EXERCISE: Here is the task for the records below: repeat exactly the lines from the one with "a trigger and the menu." to the one with "overhangs it by", both included, and nothing else.

Collected data entries:
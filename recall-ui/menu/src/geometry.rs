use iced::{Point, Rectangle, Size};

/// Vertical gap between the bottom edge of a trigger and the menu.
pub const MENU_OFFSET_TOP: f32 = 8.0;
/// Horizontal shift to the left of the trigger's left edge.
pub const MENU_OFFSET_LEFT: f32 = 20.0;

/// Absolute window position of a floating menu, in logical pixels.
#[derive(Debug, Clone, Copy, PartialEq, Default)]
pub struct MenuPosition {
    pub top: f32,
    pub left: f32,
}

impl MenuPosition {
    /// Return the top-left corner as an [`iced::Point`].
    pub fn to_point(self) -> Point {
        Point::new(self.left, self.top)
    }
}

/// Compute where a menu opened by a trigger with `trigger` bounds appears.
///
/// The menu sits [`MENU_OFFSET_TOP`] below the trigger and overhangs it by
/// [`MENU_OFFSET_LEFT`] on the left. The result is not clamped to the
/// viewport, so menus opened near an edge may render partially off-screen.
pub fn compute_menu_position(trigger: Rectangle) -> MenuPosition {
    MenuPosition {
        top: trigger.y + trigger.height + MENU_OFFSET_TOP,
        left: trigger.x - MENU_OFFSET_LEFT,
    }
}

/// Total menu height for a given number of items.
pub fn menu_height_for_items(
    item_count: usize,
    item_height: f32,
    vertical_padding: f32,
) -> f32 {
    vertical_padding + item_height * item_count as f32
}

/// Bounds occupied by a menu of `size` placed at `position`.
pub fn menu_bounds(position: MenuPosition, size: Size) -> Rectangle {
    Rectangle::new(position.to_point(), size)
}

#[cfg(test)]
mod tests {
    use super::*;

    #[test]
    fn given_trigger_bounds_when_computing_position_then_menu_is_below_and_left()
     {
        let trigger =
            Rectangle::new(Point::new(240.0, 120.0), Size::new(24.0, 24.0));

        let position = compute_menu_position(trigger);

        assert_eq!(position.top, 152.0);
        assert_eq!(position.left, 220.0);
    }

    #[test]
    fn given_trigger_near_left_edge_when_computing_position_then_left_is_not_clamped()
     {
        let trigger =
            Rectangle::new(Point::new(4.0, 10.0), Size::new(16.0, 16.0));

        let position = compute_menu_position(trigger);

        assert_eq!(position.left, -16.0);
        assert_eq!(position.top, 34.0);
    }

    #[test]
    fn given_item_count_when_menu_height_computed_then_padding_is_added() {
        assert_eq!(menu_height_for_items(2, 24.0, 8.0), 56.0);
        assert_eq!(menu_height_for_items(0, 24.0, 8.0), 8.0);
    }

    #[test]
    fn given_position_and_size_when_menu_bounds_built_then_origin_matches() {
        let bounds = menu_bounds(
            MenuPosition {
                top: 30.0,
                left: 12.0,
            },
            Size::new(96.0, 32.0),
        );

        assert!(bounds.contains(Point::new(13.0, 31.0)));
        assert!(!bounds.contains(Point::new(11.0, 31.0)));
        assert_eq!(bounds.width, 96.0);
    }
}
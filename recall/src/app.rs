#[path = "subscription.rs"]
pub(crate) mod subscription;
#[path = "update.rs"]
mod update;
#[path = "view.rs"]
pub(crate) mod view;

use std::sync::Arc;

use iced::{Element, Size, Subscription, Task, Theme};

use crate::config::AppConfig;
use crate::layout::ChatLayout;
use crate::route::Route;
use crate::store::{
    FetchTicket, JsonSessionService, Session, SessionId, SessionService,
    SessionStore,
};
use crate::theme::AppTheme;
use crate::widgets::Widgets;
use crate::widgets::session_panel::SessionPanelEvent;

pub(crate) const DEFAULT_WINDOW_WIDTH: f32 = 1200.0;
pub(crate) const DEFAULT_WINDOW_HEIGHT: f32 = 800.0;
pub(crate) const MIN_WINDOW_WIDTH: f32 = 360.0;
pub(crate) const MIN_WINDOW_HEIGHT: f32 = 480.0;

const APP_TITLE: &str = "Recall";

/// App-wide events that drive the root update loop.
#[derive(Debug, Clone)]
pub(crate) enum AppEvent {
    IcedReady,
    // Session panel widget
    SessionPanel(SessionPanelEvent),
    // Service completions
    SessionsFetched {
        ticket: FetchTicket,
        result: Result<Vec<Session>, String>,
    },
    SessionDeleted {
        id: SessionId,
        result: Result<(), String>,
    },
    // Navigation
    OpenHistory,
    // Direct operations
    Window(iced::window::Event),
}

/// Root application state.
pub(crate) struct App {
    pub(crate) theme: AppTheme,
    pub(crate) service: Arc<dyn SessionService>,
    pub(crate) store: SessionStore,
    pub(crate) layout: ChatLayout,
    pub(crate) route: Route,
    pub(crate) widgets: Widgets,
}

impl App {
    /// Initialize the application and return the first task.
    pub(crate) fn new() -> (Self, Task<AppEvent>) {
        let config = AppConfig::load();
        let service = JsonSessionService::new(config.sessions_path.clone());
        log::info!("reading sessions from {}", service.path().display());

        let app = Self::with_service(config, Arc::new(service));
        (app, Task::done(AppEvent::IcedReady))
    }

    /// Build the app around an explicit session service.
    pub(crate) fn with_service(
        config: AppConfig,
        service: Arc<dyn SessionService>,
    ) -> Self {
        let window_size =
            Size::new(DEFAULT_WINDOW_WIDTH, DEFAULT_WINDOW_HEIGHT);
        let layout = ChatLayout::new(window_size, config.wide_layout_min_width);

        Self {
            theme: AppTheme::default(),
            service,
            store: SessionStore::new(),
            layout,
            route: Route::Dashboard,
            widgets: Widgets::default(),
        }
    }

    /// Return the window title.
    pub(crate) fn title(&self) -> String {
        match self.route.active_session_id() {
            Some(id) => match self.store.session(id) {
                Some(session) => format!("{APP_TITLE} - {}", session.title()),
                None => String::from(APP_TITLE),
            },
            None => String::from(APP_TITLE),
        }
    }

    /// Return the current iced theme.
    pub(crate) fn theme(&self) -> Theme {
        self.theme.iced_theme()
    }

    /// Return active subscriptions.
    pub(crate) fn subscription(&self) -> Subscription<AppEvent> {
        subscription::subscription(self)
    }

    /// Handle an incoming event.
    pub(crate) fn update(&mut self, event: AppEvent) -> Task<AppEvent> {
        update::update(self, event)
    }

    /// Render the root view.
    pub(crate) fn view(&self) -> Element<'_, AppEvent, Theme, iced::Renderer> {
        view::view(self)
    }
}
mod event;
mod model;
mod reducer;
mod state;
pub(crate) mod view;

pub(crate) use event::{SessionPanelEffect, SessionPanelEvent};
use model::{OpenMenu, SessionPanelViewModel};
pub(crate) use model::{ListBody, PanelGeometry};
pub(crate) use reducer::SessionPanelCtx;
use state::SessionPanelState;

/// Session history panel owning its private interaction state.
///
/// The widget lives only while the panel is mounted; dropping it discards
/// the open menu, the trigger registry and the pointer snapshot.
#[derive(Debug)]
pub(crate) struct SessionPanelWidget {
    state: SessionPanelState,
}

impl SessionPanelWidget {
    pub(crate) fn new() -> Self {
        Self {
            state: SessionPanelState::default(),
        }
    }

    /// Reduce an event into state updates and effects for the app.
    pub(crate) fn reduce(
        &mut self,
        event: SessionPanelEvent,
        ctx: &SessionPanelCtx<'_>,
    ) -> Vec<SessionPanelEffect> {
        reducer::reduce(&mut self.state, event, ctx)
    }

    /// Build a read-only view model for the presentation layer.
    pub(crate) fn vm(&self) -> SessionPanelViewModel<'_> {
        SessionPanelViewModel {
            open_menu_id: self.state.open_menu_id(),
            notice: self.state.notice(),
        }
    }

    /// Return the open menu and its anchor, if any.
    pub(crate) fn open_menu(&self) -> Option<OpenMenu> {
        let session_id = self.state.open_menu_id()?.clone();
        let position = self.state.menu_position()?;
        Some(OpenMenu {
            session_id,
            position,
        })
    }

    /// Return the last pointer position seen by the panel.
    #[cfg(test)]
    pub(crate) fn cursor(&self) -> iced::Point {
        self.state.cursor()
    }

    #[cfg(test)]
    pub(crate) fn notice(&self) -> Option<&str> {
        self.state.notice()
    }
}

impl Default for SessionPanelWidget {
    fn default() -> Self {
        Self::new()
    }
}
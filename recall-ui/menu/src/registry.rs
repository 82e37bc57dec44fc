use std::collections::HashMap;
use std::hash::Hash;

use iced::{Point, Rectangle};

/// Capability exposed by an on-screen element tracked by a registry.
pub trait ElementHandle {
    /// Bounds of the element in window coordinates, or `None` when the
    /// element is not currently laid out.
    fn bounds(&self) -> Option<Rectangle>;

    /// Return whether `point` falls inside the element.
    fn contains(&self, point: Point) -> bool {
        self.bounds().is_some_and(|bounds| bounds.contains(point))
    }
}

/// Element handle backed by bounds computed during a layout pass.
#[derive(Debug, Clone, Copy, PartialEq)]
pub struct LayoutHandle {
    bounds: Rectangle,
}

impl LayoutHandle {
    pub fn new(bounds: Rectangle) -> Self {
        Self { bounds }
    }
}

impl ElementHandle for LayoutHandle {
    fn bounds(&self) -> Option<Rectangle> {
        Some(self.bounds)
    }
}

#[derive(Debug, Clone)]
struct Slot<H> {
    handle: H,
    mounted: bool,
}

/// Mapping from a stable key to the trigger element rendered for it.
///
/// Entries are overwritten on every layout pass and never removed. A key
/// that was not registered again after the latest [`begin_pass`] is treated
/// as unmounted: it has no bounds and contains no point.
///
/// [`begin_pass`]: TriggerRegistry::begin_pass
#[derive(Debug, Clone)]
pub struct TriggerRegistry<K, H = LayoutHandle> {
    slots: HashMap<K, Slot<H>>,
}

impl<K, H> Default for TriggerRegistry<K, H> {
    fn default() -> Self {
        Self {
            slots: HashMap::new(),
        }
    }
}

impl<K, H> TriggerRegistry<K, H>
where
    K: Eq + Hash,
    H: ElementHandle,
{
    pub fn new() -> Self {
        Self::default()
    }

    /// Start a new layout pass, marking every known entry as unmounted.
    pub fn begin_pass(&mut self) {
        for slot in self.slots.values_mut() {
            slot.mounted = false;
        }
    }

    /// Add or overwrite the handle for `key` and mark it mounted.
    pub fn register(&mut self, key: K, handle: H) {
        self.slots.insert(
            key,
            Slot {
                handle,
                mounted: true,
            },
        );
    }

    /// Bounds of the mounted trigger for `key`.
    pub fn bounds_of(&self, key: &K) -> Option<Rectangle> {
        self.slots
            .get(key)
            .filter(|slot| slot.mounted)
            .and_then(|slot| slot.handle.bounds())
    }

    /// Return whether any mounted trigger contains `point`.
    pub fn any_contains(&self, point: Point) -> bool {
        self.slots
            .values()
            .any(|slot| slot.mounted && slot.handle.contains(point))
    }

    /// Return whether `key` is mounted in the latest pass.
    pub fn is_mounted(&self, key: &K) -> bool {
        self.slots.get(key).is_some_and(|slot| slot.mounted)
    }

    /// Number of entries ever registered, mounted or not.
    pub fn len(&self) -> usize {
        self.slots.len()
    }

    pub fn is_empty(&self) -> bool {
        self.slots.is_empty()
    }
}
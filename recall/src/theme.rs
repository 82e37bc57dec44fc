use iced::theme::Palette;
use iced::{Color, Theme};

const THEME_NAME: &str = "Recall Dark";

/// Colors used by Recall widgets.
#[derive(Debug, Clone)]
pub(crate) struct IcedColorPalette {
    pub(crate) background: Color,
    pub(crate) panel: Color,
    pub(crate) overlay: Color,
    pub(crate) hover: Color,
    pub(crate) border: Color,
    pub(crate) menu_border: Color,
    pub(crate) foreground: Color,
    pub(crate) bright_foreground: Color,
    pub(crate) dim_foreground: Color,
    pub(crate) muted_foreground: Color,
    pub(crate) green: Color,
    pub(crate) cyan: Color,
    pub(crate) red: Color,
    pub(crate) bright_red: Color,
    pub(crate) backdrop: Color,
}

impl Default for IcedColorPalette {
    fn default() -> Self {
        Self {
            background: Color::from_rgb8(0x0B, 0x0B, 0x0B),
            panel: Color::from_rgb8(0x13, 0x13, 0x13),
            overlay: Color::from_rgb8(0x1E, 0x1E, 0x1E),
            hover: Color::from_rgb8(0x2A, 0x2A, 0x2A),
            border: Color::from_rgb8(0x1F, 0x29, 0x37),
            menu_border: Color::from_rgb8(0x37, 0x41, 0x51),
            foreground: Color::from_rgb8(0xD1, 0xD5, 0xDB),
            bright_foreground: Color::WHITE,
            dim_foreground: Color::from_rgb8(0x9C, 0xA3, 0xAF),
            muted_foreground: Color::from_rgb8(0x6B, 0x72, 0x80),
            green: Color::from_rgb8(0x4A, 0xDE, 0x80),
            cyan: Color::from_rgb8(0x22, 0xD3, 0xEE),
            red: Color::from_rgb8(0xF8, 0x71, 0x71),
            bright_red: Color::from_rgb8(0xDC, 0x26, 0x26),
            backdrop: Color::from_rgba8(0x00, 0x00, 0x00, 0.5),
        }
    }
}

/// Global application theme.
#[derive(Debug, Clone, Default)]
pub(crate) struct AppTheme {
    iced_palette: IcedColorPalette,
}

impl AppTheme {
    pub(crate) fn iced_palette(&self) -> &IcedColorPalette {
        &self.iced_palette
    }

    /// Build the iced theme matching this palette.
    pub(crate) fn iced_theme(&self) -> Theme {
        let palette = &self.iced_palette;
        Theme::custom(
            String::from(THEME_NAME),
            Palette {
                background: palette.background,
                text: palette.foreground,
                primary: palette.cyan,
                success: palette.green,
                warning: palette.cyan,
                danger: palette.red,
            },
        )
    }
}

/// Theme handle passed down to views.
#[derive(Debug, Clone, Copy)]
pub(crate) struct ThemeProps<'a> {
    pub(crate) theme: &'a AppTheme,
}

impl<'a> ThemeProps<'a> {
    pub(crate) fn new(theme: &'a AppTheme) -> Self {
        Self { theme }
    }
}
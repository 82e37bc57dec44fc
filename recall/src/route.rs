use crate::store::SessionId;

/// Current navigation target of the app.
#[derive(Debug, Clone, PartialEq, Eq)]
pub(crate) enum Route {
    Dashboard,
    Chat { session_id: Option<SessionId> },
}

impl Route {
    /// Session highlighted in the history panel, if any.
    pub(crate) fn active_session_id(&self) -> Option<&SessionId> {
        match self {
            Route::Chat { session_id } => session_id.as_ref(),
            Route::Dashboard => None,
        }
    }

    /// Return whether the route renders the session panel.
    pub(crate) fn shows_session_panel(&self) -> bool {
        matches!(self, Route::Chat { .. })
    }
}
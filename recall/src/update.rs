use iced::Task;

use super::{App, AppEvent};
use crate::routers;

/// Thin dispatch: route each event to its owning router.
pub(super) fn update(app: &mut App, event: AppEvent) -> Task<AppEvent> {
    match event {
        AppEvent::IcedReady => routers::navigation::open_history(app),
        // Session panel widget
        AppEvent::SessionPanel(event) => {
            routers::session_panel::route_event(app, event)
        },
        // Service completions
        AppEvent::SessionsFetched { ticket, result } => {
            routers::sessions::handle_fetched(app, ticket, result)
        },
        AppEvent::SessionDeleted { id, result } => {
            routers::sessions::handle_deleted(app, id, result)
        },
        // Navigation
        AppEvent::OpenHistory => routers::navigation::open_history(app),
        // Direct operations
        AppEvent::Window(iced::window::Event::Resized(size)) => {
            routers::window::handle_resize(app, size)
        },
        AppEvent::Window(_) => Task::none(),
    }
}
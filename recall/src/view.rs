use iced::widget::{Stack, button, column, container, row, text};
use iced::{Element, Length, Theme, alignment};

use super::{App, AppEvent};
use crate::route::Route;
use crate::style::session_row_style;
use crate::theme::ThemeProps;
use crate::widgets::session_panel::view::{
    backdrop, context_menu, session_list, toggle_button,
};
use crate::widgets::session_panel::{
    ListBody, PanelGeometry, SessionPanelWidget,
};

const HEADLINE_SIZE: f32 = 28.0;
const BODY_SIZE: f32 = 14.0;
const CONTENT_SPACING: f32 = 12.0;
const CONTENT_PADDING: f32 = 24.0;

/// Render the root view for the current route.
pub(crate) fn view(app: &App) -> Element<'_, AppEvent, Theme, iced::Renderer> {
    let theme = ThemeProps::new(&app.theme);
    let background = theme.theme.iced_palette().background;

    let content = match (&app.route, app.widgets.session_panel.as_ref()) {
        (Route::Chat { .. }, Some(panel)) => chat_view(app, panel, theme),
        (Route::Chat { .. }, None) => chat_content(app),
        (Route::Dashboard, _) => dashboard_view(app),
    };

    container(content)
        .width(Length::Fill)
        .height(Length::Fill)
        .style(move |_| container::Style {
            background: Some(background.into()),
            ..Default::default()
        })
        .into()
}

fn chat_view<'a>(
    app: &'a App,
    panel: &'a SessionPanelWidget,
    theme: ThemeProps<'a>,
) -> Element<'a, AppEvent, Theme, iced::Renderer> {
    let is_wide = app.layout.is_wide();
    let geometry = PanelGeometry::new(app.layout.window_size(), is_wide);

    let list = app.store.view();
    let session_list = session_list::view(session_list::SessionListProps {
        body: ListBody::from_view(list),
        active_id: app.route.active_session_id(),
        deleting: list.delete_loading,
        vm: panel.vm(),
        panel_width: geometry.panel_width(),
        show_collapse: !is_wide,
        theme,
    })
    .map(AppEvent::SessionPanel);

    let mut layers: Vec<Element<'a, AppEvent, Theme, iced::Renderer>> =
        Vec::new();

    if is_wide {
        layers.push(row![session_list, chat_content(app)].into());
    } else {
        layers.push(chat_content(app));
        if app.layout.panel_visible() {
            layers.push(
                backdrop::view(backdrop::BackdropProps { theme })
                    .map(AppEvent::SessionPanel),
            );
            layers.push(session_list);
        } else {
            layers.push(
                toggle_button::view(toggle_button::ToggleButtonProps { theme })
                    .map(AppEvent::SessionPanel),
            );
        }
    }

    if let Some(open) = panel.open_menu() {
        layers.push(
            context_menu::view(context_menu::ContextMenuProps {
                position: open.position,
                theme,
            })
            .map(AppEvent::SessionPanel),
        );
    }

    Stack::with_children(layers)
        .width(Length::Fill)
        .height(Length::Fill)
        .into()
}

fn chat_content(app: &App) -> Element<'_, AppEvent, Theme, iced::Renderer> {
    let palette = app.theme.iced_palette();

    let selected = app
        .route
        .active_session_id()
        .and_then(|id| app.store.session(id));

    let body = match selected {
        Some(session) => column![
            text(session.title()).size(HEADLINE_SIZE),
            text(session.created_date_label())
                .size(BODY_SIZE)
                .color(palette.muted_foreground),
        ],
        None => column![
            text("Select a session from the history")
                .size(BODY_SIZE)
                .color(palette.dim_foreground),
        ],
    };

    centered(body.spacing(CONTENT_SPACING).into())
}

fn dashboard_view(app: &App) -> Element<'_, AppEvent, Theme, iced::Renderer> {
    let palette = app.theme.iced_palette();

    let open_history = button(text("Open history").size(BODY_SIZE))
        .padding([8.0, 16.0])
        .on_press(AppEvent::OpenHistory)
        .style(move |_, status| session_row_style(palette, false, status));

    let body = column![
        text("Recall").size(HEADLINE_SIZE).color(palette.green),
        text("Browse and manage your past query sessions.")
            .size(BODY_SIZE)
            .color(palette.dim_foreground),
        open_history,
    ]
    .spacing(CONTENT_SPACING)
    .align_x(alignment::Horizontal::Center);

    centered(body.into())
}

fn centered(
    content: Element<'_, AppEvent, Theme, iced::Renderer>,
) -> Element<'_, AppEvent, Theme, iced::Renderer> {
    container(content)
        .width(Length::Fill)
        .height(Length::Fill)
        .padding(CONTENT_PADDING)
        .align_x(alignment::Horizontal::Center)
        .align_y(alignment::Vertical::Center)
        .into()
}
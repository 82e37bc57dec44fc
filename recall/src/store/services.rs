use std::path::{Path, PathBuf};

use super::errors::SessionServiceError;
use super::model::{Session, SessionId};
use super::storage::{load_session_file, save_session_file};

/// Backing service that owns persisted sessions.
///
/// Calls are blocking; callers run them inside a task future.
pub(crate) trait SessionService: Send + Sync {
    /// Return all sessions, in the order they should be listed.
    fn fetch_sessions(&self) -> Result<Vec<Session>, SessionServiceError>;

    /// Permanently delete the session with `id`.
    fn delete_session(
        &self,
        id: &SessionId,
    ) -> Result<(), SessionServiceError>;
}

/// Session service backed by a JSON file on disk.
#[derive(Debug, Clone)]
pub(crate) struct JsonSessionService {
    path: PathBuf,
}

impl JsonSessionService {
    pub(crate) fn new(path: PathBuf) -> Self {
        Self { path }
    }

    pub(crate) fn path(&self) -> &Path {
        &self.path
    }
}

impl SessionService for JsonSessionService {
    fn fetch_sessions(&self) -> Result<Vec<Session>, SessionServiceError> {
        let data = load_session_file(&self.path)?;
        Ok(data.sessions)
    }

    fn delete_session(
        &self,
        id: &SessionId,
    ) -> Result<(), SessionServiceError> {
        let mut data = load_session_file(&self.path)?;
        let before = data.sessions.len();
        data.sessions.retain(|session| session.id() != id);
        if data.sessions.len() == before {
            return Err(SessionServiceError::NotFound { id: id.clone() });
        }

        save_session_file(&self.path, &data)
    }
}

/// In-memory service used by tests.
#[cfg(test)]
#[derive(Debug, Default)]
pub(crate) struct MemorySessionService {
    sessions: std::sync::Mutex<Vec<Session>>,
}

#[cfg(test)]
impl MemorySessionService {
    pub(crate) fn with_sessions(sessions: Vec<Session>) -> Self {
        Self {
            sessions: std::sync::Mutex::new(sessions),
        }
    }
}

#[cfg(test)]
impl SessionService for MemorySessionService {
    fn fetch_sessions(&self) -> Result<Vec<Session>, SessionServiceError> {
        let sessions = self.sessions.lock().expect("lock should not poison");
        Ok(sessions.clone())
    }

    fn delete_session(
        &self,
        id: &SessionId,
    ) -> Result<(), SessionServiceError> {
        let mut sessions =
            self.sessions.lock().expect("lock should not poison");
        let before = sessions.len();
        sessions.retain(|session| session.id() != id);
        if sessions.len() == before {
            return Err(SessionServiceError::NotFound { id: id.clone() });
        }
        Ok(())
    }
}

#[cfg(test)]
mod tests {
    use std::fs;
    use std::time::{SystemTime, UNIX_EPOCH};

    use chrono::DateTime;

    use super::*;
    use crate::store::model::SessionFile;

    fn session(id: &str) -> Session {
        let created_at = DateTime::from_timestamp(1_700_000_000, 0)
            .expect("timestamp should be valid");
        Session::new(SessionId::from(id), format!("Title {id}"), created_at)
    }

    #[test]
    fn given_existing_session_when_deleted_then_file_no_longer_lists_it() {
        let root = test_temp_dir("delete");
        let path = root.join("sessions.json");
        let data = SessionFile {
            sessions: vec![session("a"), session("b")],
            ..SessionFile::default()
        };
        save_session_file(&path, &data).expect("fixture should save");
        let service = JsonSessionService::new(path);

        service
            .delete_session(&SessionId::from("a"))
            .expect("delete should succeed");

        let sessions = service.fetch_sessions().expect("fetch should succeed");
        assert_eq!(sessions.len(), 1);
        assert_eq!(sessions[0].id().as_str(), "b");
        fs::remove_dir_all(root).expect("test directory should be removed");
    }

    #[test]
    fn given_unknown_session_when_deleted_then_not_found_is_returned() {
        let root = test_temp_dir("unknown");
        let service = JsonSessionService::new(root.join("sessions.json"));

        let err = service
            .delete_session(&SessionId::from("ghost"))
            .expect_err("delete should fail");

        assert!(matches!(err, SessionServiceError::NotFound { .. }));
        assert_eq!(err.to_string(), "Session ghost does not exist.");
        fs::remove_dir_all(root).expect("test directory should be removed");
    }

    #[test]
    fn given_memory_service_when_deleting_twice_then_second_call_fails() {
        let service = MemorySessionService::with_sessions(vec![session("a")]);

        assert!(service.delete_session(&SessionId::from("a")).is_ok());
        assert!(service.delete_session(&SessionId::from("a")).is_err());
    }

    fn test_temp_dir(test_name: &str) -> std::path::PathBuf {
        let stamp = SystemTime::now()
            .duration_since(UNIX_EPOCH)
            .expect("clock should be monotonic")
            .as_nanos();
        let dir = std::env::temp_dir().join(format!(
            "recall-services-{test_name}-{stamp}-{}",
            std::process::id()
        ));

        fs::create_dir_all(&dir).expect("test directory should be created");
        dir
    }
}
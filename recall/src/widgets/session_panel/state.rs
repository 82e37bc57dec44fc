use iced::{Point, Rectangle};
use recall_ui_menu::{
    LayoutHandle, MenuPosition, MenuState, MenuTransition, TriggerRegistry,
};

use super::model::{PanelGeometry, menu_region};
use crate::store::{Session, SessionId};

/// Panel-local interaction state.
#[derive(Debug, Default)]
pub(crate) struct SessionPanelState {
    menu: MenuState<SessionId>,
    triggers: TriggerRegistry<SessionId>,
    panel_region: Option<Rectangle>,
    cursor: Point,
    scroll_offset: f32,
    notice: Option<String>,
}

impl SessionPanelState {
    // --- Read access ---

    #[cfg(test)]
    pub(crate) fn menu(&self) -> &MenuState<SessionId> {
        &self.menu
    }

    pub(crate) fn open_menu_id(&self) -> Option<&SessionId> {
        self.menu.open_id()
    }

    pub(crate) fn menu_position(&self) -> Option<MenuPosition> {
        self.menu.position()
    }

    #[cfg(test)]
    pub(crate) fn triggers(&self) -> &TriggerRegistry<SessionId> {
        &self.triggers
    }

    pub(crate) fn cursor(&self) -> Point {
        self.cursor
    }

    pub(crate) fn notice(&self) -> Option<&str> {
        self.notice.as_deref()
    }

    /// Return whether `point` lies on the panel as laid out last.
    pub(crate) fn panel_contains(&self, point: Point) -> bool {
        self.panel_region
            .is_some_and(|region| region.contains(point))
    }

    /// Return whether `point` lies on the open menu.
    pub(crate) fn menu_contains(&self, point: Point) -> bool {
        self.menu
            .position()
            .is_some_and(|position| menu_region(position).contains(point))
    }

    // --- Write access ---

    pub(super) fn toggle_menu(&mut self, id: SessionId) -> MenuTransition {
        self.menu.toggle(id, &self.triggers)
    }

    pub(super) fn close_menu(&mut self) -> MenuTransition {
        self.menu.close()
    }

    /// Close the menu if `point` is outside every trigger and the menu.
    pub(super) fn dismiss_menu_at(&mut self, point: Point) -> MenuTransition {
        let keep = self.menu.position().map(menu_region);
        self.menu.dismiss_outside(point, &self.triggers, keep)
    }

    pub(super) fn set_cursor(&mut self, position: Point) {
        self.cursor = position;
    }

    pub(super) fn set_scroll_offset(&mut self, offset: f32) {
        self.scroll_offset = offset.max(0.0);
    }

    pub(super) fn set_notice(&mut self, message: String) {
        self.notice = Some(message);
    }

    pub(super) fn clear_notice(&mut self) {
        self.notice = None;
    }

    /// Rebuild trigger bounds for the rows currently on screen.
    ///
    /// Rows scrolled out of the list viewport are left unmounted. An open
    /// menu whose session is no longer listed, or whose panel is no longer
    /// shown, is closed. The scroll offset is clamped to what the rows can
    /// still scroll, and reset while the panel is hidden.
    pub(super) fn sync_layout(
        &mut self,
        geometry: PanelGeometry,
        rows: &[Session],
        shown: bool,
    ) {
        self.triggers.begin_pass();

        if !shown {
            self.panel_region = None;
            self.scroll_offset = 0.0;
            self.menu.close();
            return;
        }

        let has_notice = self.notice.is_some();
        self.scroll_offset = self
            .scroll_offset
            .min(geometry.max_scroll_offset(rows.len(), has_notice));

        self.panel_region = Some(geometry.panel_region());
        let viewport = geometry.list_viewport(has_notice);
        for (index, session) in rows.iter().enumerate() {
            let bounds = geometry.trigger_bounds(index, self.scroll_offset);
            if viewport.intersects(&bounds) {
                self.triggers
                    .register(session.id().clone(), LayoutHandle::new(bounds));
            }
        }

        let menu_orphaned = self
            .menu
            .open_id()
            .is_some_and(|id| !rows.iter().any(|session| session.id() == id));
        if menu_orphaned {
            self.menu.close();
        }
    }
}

EXERCISE SOLUTION:
/// Vertical gap between the bottom edge of a trigger and the menu.
pub const MENU_OFFSET_TOP: f32 = 8.0;
/// Horizontal shift to the left of the trigger's left edge.
pub const MENU_OFFSET_LEFT: f32 = 20.0;

/// Absolute window position of a floating menu, in logical pixels.
#[derive(Debug, Clone, Copy, PartialEq, Default)]
pub struct MenuPosition {
    pub top: f32,
    pub left: f32,
}

impl MenuPosition {
    /// Return the top-left corner as an [`iced::Point`].
    pub fn to_point(self) -> Point {
        Point::new(self.left, self.top)
    }
}

/// Compute where a menu opened by a trigger with `trigger` bounds appears.
///
/// The menu sits [`MENU_OFFSET_TOP`] below the trigger and overhangs it by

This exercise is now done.